Immune checkpoint inhibitors (ICIs) have demonstrated remarkable efficacy in the treatment of advanced lung cancer (ALC), but not all patients benefit. To identify responders, patient selection, categorization, and the identification of specific predictive biomarkers are crucial. Our research aims to identify circulating metabolites that could be used to stratify patients into potential responders prior to the initiation of ICIs and to monitor clinical response in real-time during treatment. In the discovery phase, 25 plasma samples from ALC patients receiving ICIs were analyzed using unbiased metabolomics and validated in a distinct 39 patient cohort. Five potential biomarkers were identified with fold change >1.5, p 0.05, AUC 0.81-1, including Thiourea and a combined metabolite panel consisting of sphingosine-1-phosphate, gentisic acid, glutathione, and 4 hydroxybutanone.
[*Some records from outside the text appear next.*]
/// Why a processing step ran: the readiness event that caused it.
#[derive(Debug, Clone, Copy, PartialEq, Eq)]
pub enum Readiness {
    Readable,
    Writable,
}

/// Result of draining the socket into the read buffer.
pub enum FillOutcome {
    /// Drained to EAGAIN; `usize` is the number of new bytes.
    Drained(usize),
    /// Peer closed while we were reading.
    Eof,
}

const BODY_400: &[u8] = b"<html><body><h1>400 Bad Request</h1>\
<p>The request was malformed or names a forbidden path.</p></body></html>\n";
const BODY_404: &[u8] = b"<html><body><h1>404 Not Found</h1>\
<p>No such file under the document root.</p></body></html>\n";
const BODY_500: &[u8] = b"<html><body><h1>500 Internal Server Error</h1>\
<p>The server failed reading the requested file.</p></body></html>\n";

pub struct Conn {
    pub fd: i32,
    pub peer: Option<SocketAddr>,
    pub state: ConnState,
    /// Epoch seconds of the last event, for the idle sweep.
    pub last_active: u32,
    pub requests_served: u32,
    /// Keep-alive decision for the staged response.
    pub keep_alive: bool,

    read_buf: Box<[u8]>,
    /// Append cursor: bytes `..filled` hold drained request data.
    filled: usize,
    /// Parse cursor: bytes `..checked` have been consumed by the parser.
    checked: usize,
    parser: Parser,

    write_buf: Box<[u8]>,
    /// Bytes of `write_buf` staged (headers plus any inline body).
    header_len: usize,
    /// First segment cursor: bytes of `write_buf` already on the wire.
    header_sent: usize,
    /// Second segment: the mapped file, if the response has a file body.
    file: Option<MappedFile>,
    /// Second segment cursor.
    file_sent: usize,
}
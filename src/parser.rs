// src/parser.rs
//
// Incremental HTTP/1.1 request parser. The parser owns no buffer; it scans
// CRLF-delimited lines out of the connection's read buffer from a caller-
// maintained cursor, so a request split across any number of reads parses
// identically to one that arrived whole.

use std::collections::HashMap;

#[derive(Debug, Clone, Copy, PartialEq, Eq)]
pub enum Method {
    Get,
    Head,
    Post,
}

impl Method {
    /// Only GET, HEAD and POST are served; anything else is a parse error.
    pub fn from_bytes(b: &[u8]) -> Option<Self> {
        match b {
            b"GET" => Some(Method::Get),
            b"HEAD" => Some(Method::Head),
            b"POST" => Some(Method::Post),
            _ => None,
        }
    }
}

#[derive(Debug, Clone, Copy, PartialEq, Eq)]
pub enum ParseError {
    /// Request line is not `METHOD SP target SP version`.
    BadRequestLine,
    /// Method token is not GET, HEAD or POST.
    UnsupportedMethod,
    /// Header line without a colon, or an unparseable Content-Length.
    BadHeader,
    /// A line (or a declared body) can never fit in the read buffer.
    TooLarge,
}

#[derive(Debug, Clone, Copy, PartialEq, Eq)]
pub enum ParseState {
    RequestLine,
    Headers,
    Body,
}

#[derive(Debug, Clone, Copy, PartialEq, Eq)]
pub enum ParseStatus {
    /// More bytes must arrive before the request can complete.
    NeedMoreData,
    /// A full request (headers and body) has been consumed.
    Complete,
}

/// Per-connection parser state. Lives inside `Conn` and is reset between
/// keep-alive requests.
pub struct Parser {
    pub state: ParseState,
    pub method: Option<Method>,
    pub path: String,
    pub version: String,
    /// Lowercased names; a repeated header keeps the last value.
    pub headers: HashMap<String, String>,
    pub content_length: usize,
    pub keep_alive: bool,
    body_remaining: usize,
}

impl Parser {
    pub fn new() -> Self {
        Self {
            state: ParseState::RequestLine,
            method: None,
            path: String::new(),
            version: String::new(),
            headers: HashMap::new(),
            content_length: 0,
            keep_alive: false,
            body_remaining: 0,
        }
    }

    /// Clear everything for the next request on the same connection.
    pub fn reset(&mut self) {
        self.state = ParseState::RequestLine;
        self.method = None;
        self.path.clear();
        self.version.clear();
        self.headers.clear();
        self.content_length = 0;
        self.keep_alive = false;
        self.body_remaining = 0;
    }

    /// Consume bytes from `buf[*checked..]`, advancing `checked` past every
    /// fully parsed line or body chunk. `capacity` is the read buffer's
    /// total size; a line that cannot terminate within it is `TooLarge`
    /// rather than an endless `NeedMoreData`.
    pub fn advance(
        &mut self,
        buf: &[u8],
        checked: &mut usize,
        capacity: usize,
    ) -> Result<ParseStatus, ParseError> {
        loop {
            match self.state {
                ParseState::RequestLine => {
                    let line = match find_line(buf, *checked) {
                        Some((line, next)) => {
                            let line = line.to_vec();
                            *checked = next;
                            line
                        }
                        None => return self.stall(buf, *checked, capacity),
                    };
                    self.parse_request_line(&line)?;
                    self.state = ParseState::Headers;
                }
                ParseState::Headers => {
                    let (line, next) = match find_line(buf, *checked) {
                        Some((line, next)) => (line.to_vec(), next),
                        None => return self.stall(buf, *checked, capacity),
                    };
                    *checked = next;

                    if line.is_empty() {
                        // End of headers. Decide whether a body follows.
                        self.finish_headers()?;
                        if self.method != Some(Method::Post) || self.content_length == 0 {
                            return Ok(ParseStatus::Complete);
                        }
                        // The body accumulates after the headers with no
                        // compaction mid-request; if it cannot fit in the
                        // remaining buffer it can never complete.
                        if self.content_length > capacity - *checked {
                            return Err(ParseError::TooLarge);
                        }
                        self.body_remaining = self.content_length;
                        self.state = ParseState::Body;
                    } else {
                        self.parse_header_line(&line)?;
                    }
                }
                ParseState::Body => {
                    let avail = buf.len() - *checked;
                    let take = avail.min(self.body_remaining);
                    *checked += take;
                    self.body_remaining -= take;
                    if self.body_remaining == 0 {
                        return Ok(ParseStatus::Complete);
                    }
                    return Ok(ParseStatus::NeedMoreData);
                }
            }
        }
    }

    /// No complete line in the buffer: either wait for more bytes, or fail
    /// if the buffer is already full and the line can never terminate.
    fn stall(&self, buf: &[u8], checked: usize, capacity: usize) -> Result<ParseStatus, ParseError> {
        debug_assert!(checked <= buf.len());
        if buf.len() == capacity {
            Err(ParseError::TooLarge)
        } else {
            Ok(ParseStatus::NeedMoreData)
        }
    }

    fn parse_request_line(&mut self, line: &[u8]) -> Result<(), ParseError> {
        let line = std::str::from_utf8(line).map_err(|_| ParseError::BadRequestLine)?;
        let mut parts = line.split(' ');
        let method = parts.next().ok_or(ParseError::BadRequestLine)?;
        let target = parts.next().ok_or(ParseError::BadRequestLine)?;
        let version = parts.next().ok_or(ParseError::BadRequestLine)?;
        if parts.next().is_some() || method.is_empty() || target.is_empty() || version.is_empty() {
            return Err(ParseError::BadRequestLine);
        }

        self.method =
            Some(Method::from_bytes(method.as_bytes()).ok_or(ParseError::UnsupportedMethod)?);
        self.path.push_str(target);
        // Recorded but never used to alter behavior; the Connection header
        // alone governs keep-alive.
        self.version.push_str(version);
        Ok(())
    }

    fn parse_header_line(&mut self, line: &[u8]) -> Result<(), ParseError> {
        let line = std::str::from_utf8(line).map_err(|_| ParseError::BadHeader)?;
        let colon = line.find(':').ok_or(ParseError::BadHeader)?;
        let name = &line[..colon];
        if name.is_empty() {
            return Err(ParseError::BadHeader);
        }
        let value = line[colon + 1..].trim();

        if name.eq_ignore_ascii_case("connection") {
            self.keep_alive = value.eq_ignore_ascii_case("keep-alive");
        }
        self.headers
            .insert(name.to_ascii_lowercase(), value.to_string());
        Ok(())
    }

    fn finish_headers(&mut self) -> Result<(), ParseError> {
        if let Some(v) = self.headers.get("content-length") {
            self.content_length = v.parse::<usize>().map_err(|_| ParseError::BadHeader)?;
        }
        Ok(())
    }
}

impl Default for Parser {
    fn default() -> Self {
        Self::new()
    }
}

/// Find the next CRLF-terminated line starting at `from`. Returns the line
/// (without CRLF) and the cursor position past the terminator.
fn find_line(buf: &[u8], from: usize) -> Option<(&[u8], usize)> {
    let mut i = from;
    while i + 1 < buf.len() {
        if buf[i] == b'\r' && buf[i + 1] == b'\n' {
            return Some((&buf[from..i], i + 2));
        }
        i += 1;
    }
    None
}
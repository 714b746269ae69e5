// src/files.rs
//
// Static file lookup: resolve a request target under the document root,
// classify failures into response codes, and map the file read-only for
// zero-copy transmission alongside the header buffer.

use std::fs::File;
use std::io;
use std::os::fd::AsRawFd;
use std::path::{Path, PathBuf};

use libc::c_void;

/// Why a target could not be served. The connection maps these onto the
/// 400/404/500 responses.
#[derive(Debug)]
pub enum FileError {
    /// Target escapes the document root or is not an absolute-path target.
    BadPath,
    /// Target names a directory or a file the server may not read.
    Forbidden,
    /// No such file under the document root.
    NotFound,
    /// stat/open/mmap failed for some other reason.
    Io(io::Error),
}

/// A successfully resolved target, ready to transmit.
pub struct ServedFile {
    /// File size, used for Content-Length even when no body is sent (HEAD).
    pub len: usize,
    pub mime: &'static str,
    /// Read-only mapping of the file contents; `None` for HEAD requests
    /// and zero-length files.
    pub body: Option<MappedFile>,
}

/// Resolve `target` (a request path like `/a/b.html?q=1`) to a filesystem
/// path under `root`. The query string is stripped, `/` maps to
/// `/index.html`, and any `..` segment rejects the request outright.
pub fn resolve(root: &Path, target: &str) -> Result<PathBuf, FileError> {
    let path = target.split('?').next().unwrap_or(target);
    if !path.starts_with('/') {
        return Err(FileError::BadPath);
    }
    let path = if path == "/" { "/index.html" } else { path };

    if path.split('/').any(|seg| seg == "..") {
        return Err(FileError::BadPath);
    }

    let mut resolved = root.to_path_buf();
    resolved.push(&path[1..]);
    Ok(resolved)
}

/// Look up `target` under `root`. With `want_body` false (HEAD) the file is
/// stat'ed but never opened or mapped.
pub fn lookup(root: &Path, target: &str, want_body: bool) -> Result<ServedFile, FileError> {
    let path = resolve(root, target)?;

    let meta = std::fs::metadata(&path).map_err(|e| match e.kind() {
        io::ErrorKind::NotFound => FileError::NotFound,
        io::ErrorKind::PermissionDenied => FileError::Forbidden,
        _ => FileError::Io(e),
    })?;

    if meta.is_dir() {
        return Err(FileError::Forbidden);
    }

    let len = meta.len() as usize;
    let mime = mime_for(&path);

    if !want_body || len == 0 {
        return Ok(ServedFile {
            len,
            mime,
            body: None,
        });
    }

    let file = File::open(&path).map_err(|e| match e.kind() {
        io::ErrorKind::NotFound => FileError::NotFound,
        io::ErrorKind::PermissionDenied => FileError::Forbidden,
        _ => FileError::Io(e),
    })?;

    let body = MappedFile::from_file(&file, len).map_err(FileError::Io)?;
    Ok(ServedFile {
        len,
        mime,
        body: Some(body),
    })
}

/// Content-Type from the file extension; unknown extensions fall back to
/// application/octet-stream.
pub fn mime_for(path: &Path) -> &'static str {
    let ext = path
        .extension()
        .and_then(|e| e.to_str())
        .map(|e| e.to_ascii_lowercase());
    match ext.as_deref() {
        Some("html") | Some("htm") => "text/html",
        Some("css") => "text/css",
        Some("js") => "application/javascript",
        Some("json") => "application/json",
        Some("txt") => "text/plain",
        Some("png") => "image/png",
        Some("jpg") | Some("jpeg") => "image/jpeg",
        Some("gif") => "image/gif",
        Some("svg") => "image/svg+xml",
        Some("ico") => "image/x-icon",
        Some("pdf") => "application/pdf",
        Some("wasm") => "application/wasm",
        _ => "application/octet-stream",
    }
}

/// Read-only, private mapping of a file. Unmapped exactly once, on drop;
/// the connection drops it during teardown or keep-alive reset.
pub struct MappedFile {
    ptr: *mut c_void,
    len: usize,
}

// The mapping is immutable for its whole lifetime, so moving it to a
// worker thread is sound.
unsafe impl Send for MappedFile {}

impl MappedFile {
    fn from_file(file: &File, len: usize) -> io::Result<Self> {
        debug_assert!(len > 0);
        unsafe {
            let ptr = libc::mmap(
                std::ptr::null_mut(),
                len,
                libc::PROT_READ,
                libc::MAP_PRIVATE,
                file.as_raw_fd(),
                0,
            );
            if ptr == libc::MAP_FAILED {
                return Err(io::Error::last_os_error());
            }
            Ok(Self { ptr, len })
        }
    }

    pub fn len(&self) -> usize {
        self.len
    }

    pub fn is_empty(&self) -> bool {
        self.len == 0
    }

    pub fn as_slice(&self) -> &[u8] {
        unsafe { std::slice::from_raw_parts(self.ptr as *const u8, self.len) }
    }
}

impl Drop for MappedFile {
    fn drop(&mut self) {
        unsafe {
            libc::munmap(self.ptr, self.len);
        }
    }
}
Early on-treatment high plasma levels of Thiourea were significantly associated with 5-year progression-free survival, Hazard ratio= 0.038, 95% confidence interval=0.013-0.107, p<0.001] and overall survival [HR = 0.048, 95% CI = 0.019-0.120, p<0.001]. Low levels of CMP early on treatment were significantly associated with progression-free survival [HR = 8.119, 95% CI 3.767-17.501, p<0.001] and overall survival [HR = 7.367, 95% CI 3.517-15.433, 3.517-15.433, p<0.001]. This predictive plasma metabolite panel could serve as promising circulating biomarkers for predicting the therapeutic response of ICIs in ALC patients.